[Records provided Boundary: Start]

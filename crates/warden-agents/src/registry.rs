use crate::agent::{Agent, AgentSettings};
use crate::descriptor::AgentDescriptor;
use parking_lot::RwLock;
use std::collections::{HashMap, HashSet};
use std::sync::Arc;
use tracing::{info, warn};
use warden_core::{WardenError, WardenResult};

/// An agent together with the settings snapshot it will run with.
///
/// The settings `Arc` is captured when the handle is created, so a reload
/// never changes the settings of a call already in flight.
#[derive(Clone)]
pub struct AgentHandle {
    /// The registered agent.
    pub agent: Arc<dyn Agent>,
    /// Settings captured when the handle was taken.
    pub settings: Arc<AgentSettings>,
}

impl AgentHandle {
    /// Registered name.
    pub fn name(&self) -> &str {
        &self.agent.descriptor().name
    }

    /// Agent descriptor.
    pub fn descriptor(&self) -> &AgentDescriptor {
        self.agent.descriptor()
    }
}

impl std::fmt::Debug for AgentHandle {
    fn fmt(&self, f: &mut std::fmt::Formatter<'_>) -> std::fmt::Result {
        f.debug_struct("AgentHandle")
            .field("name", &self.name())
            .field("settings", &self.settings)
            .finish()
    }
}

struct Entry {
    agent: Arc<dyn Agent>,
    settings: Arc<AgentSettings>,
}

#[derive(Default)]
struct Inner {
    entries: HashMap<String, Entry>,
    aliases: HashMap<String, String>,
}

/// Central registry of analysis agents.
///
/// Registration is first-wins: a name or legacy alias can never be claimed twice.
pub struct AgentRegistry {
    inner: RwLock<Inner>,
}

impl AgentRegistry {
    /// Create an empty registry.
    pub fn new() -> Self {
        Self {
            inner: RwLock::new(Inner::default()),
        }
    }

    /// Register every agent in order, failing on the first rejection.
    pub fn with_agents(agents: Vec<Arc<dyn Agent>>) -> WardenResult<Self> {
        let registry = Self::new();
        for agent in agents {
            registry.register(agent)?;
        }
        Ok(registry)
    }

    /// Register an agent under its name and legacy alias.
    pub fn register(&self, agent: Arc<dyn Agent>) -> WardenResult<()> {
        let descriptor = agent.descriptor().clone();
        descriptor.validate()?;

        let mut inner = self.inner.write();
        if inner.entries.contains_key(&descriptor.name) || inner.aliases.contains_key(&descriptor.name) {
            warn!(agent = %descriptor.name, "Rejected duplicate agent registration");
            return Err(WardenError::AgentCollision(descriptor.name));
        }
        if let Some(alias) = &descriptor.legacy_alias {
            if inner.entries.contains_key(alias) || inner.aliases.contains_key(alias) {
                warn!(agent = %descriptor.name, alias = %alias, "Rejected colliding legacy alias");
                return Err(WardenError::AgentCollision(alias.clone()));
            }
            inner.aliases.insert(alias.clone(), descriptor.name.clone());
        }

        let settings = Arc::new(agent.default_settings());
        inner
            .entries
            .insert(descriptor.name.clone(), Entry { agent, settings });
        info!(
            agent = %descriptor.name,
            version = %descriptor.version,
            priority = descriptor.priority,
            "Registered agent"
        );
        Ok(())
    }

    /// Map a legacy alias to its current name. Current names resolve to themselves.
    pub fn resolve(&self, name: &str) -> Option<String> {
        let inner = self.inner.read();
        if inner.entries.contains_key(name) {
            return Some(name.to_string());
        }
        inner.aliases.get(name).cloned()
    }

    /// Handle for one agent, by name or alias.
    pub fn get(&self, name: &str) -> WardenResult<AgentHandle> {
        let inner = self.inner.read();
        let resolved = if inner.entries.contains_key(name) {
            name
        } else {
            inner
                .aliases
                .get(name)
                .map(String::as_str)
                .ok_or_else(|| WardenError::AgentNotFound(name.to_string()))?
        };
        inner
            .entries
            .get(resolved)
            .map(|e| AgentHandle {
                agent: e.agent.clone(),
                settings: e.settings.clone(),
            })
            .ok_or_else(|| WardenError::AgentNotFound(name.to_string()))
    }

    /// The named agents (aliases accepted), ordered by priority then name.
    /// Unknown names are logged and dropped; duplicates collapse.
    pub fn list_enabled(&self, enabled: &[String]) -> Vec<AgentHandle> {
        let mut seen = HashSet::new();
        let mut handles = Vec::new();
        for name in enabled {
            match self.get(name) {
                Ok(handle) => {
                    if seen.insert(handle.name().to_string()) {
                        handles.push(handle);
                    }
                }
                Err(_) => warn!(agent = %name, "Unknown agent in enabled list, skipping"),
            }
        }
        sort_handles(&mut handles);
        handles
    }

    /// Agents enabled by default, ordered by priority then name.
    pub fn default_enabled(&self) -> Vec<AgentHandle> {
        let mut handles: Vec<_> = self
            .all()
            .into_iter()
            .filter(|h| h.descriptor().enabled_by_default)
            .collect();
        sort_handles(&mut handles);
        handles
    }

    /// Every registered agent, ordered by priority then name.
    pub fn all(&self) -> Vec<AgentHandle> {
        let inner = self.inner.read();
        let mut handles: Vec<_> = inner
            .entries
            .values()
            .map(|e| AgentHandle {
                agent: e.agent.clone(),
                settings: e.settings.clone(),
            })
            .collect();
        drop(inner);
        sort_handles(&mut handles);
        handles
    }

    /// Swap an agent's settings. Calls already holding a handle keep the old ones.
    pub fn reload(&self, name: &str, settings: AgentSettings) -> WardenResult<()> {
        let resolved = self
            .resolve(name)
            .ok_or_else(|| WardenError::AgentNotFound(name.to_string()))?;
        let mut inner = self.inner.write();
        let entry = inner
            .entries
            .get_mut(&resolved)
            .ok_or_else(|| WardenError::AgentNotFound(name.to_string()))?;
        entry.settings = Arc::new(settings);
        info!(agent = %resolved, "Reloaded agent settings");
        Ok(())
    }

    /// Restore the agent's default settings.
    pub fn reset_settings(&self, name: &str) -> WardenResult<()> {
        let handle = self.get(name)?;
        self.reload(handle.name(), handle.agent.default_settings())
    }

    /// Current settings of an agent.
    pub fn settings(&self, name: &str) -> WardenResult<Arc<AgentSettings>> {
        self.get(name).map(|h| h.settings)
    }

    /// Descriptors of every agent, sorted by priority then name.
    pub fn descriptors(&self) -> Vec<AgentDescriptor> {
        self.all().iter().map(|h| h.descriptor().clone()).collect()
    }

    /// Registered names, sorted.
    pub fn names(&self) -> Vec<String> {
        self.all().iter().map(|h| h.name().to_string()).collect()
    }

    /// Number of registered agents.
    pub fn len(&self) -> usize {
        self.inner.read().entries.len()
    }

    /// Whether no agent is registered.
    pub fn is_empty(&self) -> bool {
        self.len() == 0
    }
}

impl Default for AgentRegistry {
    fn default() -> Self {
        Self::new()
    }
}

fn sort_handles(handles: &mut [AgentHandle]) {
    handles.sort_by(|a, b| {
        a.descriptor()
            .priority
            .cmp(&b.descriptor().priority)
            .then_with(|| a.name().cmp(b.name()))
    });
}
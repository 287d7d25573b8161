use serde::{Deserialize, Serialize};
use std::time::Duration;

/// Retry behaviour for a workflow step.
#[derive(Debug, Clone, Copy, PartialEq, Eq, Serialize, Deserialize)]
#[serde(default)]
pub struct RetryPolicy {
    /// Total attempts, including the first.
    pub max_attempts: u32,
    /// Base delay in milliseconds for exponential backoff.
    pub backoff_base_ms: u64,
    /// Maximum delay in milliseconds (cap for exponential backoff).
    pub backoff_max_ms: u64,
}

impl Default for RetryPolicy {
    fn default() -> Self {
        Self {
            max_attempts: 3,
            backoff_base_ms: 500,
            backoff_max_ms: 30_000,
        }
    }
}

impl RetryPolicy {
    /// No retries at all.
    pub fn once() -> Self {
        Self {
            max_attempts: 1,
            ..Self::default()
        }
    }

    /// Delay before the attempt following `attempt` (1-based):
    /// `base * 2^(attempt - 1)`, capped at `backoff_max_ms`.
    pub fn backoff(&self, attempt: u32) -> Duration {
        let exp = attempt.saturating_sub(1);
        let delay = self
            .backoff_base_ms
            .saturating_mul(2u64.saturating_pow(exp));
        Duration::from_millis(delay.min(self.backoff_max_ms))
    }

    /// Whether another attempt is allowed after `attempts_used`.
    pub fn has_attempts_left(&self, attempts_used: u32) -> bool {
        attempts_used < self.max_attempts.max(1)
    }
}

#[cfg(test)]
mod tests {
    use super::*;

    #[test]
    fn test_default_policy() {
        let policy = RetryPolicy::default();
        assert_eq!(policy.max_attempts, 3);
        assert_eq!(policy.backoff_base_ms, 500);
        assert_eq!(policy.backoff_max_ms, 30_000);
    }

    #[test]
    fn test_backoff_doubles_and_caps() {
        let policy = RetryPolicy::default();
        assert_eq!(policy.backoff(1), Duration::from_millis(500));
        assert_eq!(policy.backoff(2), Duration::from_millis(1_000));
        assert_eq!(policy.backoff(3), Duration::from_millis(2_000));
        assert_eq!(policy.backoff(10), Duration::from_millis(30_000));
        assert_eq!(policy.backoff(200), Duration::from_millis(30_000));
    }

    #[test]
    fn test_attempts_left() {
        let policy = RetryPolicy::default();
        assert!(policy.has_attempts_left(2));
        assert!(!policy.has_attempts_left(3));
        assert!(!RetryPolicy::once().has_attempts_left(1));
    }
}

[Records provided Boundary: End]

■ Exercise requirements
Please output the exact lines of the records above, beginning with the first and stopping after the line that holds "#[derive(Clone)]", and nothing else.

■ Task solution
filename crates/warden-agents/src/registry.rs
use crate::agent::{Agent, AgentSettings};
use crate::descriptor::AgentDescriptor;
use parking_lot::RwLock;
use std::collections::{HashMap, HashSet};
use std::sync::Arc;
use tracing::{info, warn};
use warden_core::{WardenError, WardenResult};

/// An agent together with the settings snapshot it will run with.
///
/// The settings `Arc` is captured when the handle is created, so a reload
/// never changes the settings of a call already in flight.
#[derive(Clone)]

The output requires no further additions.